The remarks made by Wilson and Ferniany are similar to what Mobile County epidemiologist Dr. Rendi Murphree told Yellowhammer News in recent days.

Ferniany said that UAB is making a significant investment in rapid testing that should be ready for action by the end of the year, the availability of which should make dealing with the virus more manageable.

Wilson highlighted a standard he felt more people should understand.

The county health officer said that any person exposed to someone positive for COVID-19 should quarantine for 14 days, even if they go out and get a test showing they do not have the virus.

“Fourteen days is the maximum amount of time from being exposed to the virus where you could still develop symptoms,” Wilson said to explain the policy.

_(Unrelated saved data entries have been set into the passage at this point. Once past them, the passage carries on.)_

/*!
# Vec Index

Vector index management on top of [`graph_link`].

- [`IndexCatalog`]: check, create, drop, list and describe vector indexes.
- [`DimensionReconciler`]: pick an index whose dimension matches an
  embedding model, creating `<base>_<dimension>` when the base index
  was built for another model.
- [`validation`]: identifier and dimension checks applied before any
  value reaches statement text.
*/

pub mod catalog;
pub mod error;
pub mod probe;
pub mod reconcile;
pub mod types;
pub mod validation;

#[cfg(any(test, feature = "testing"))]
pub mod testing;

pub use catalog::IndexCatalog;
pub use error::{ErrorKind, IndexError, IndexResult, Role, ValidationError};
pub use probe::{measure_dimension, EmbeddingProbe, FixedDimensionProbe, PROBE_TEXT};
pub use reconcile::{
    suffixed_index_name, DimensionReconciler, Outcome, ReconcileRequest, Reconciliation,
    DEFAULT_EMBEDDING_PROPERTY, DEFAULT_INDEX_NAME, DEFAULT_NODE_LABEL,
};
pub use types::{IndexDescriptor, IndexExistence, IndexSpec, SimilarityFunction};
pub use validation::{
    dimension_from_number, validate_dimension, validate_identifier, MAX_IDENTIFIER_LENGTH,
    MAX_VECTOR_DIMENSION,
};
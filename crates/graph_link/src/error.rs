use std::error::Error as StdError;

use crate::router;

#[derive(Debug, Clone, PartialEq, thiserror::Error)]
pub enum LinkError {
    #[error("Connection to {address} failed: {message}")]
    Connection { address: String, message: String },

    #[error("Statement failed: {message}")]
    Statement { message: String },

    #[error("Closing session failed: {message}")]
    Close { message: String },
}

impl LinkError {
    pub fn connection(address: &str, err: &(dyn StdError + 'static)) -> Self {
        LinkError::Connection {
            address: address.to_string(),
            message: flatten(err),
        }
    }

    pub fn statement(err: &(dyn StdError + 'static)) -> Self {
        LinkError::Statement {
            message: flatten(err),
        }
    }

    /// True when the message carries a routing-discovery signature.
    pub fn is_routing_failure(&self) -> bool {
        match self {
            LinkError::Connection { message, .. } => router::is_routing_failure_message(message),
            _ => false,
        }
    }
}

/// Render an error and its source chain as one line.
fn flatten(err: &(dyn StdError + 'static)) -> String {
    let mut message = err.to_string();
    let mut source = err.source();
    while let Some(cause) = source {
        let text = cause.to_string();
        if !message.contains(&text) {
            message.push_str(": ");
            message.push_str(&text);
        }
        source = cause.source();
    }
    message
}

pub type LinkResult<T> = Result<T, LinkError>;
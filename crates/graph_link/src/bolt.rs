//! Session provider backed by the `neo4rs` Bolt driver.

use async_trait::async_trait;
use neo4rs::{query, ConfigBuilder, Graph};
use serde_json::Value;

use crate::config::ConnectionConfig;
use crate::error::{LinkError, LinkResult};
use crate::session::{GraphSession, Record, SessionProvider, Statement};

/// Opens one single-connection driver per session.
#[derive(Debug, Clone)]
pub struct BoltProvider {
    fetch_size: usize,
}

impl BoltProvider {
    pub fn new() -> Self {
        Self { fetch_size: 200 }
    }

    pub fn with_fetch_size(fetch_size: usize) -> Self {
        Self { fetch_size }
    }
}

impl Default for BoltProvider {
    fn default() -> Self {
        Self::new()
    }
}

#[async_trait]
impl SessionProvider for BoltProvider {
    async fn open_session(&self, config: &ConnectionConfig) -> LinkResult<Box<dyn GraphSession>> {
        let address = config.address();

        let mut builder = ConfigBuilder::default()
            .uri(address)
            .user(config.username())
            .password(config.password())
            .fetch_size(self.fetch_size)
            .max_connections(1);
        if let Some(database) = config.database() {
            builder = builder.db(database);
        }
        let driver_config = builder
            .build()
            .map_err(|e| LinkError::connection(address, &e))?;

        let graph = Graph::connect(driver_config)
            .await
            .map_err(|e| LinkError::connection(address, &e))?;

        // Discovery and authentication failures surface on first use.
        let mut probe = graph
            .execute(query("RETURN 1"))
            .await
            .map_err(|e| LinkError::connection(address, &e))?;
        while probe
            .next()
            .await
            .map_err(|e| LinkError::connection(address, &e))?
            .is_some()
        {}

        Ok(Box::new(BoltSession { graph }))
    }
}

struct BoltSession {
    graph: Graph,
}

#[async_trait]
impl GraphSession for BoltSession {
    async fn run(&mut self, statement: &Statement) -> LinkResult<Vec<Record>> {
        let mut cypher = query(statement.text());
        for (key, value) in statement.params() {
            cypher = cypher.param(key, value.as_str());
        }

        let mut rows = self
            .graph
            .execute(cypher)
            .await
            .map_err(|e| LinkError::statement(&e))?;

        let mut records = Vec::new();
        while let Some(row) = rows.next().await.map_err(|e| LinkError::statement(&e))? {
            let mut record = Record::new();
            for column in statement.columns() {
                let value = row.get::<Value>(column).unwrap_or(Value::Null);
                record.insert(*column, value);
            }
            records.push(record);
        }
        Ok(records)
    }

    async fn close(self: Box<Self>) -> LinkResult<()> {
        // Dropping the driver closes its pooled connection.
        drop(self.graph);
        Ok(())
    }
}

Ferniany said UAB Hospital is currently treating around 90 patients, down from a peak of 130. He relayed that 40 of the COVID-19 patients currently hospitalized are in the ICU.

RELATED: Alabama coronavirus update: Hospitalizations begin to decrease, new cases falling

The executive also said that the toughest aspect of caring for COVID-19 cases currently is the shortage of nurses. He said the hospitals he oversees are down “several hundred nurses” with the partial explanation that traveling nursing companies are luring workers away with higher wages.

Wilson reported additional good news for Jefferson County. He said that the area is not experiencing a higher rate of black citizens dying from COVID-19 than white citizens.

“So far we’re not seeing a racial disparity in terms of deaths in Jefferson County,” he relayed.

“Forty-one percent of our deaths in Jefferson County with COVID-19 are African American. The African American population is 43%,” Wilson stated.

Yellowhammer News asked Wilson what kind of benchmarks he would need to be passed to trigger a loosening of coronavirus precautions and whether that would be dependent on a vaccine.

“We’re not going to be out of the woods for quite a long time,” Wilson responded.

“The bottom line will be the amount of disease activity we have in the community, and the trajectory of that,” he continued.

With respect to the vaccine, Wilson replied, “It is really hard to predict what is going to happen with the vaccine: How effective is it going to be, how widespread we’re going to be able to vaccinate people and how soon. There are way too many unknowns for us to say much about that.”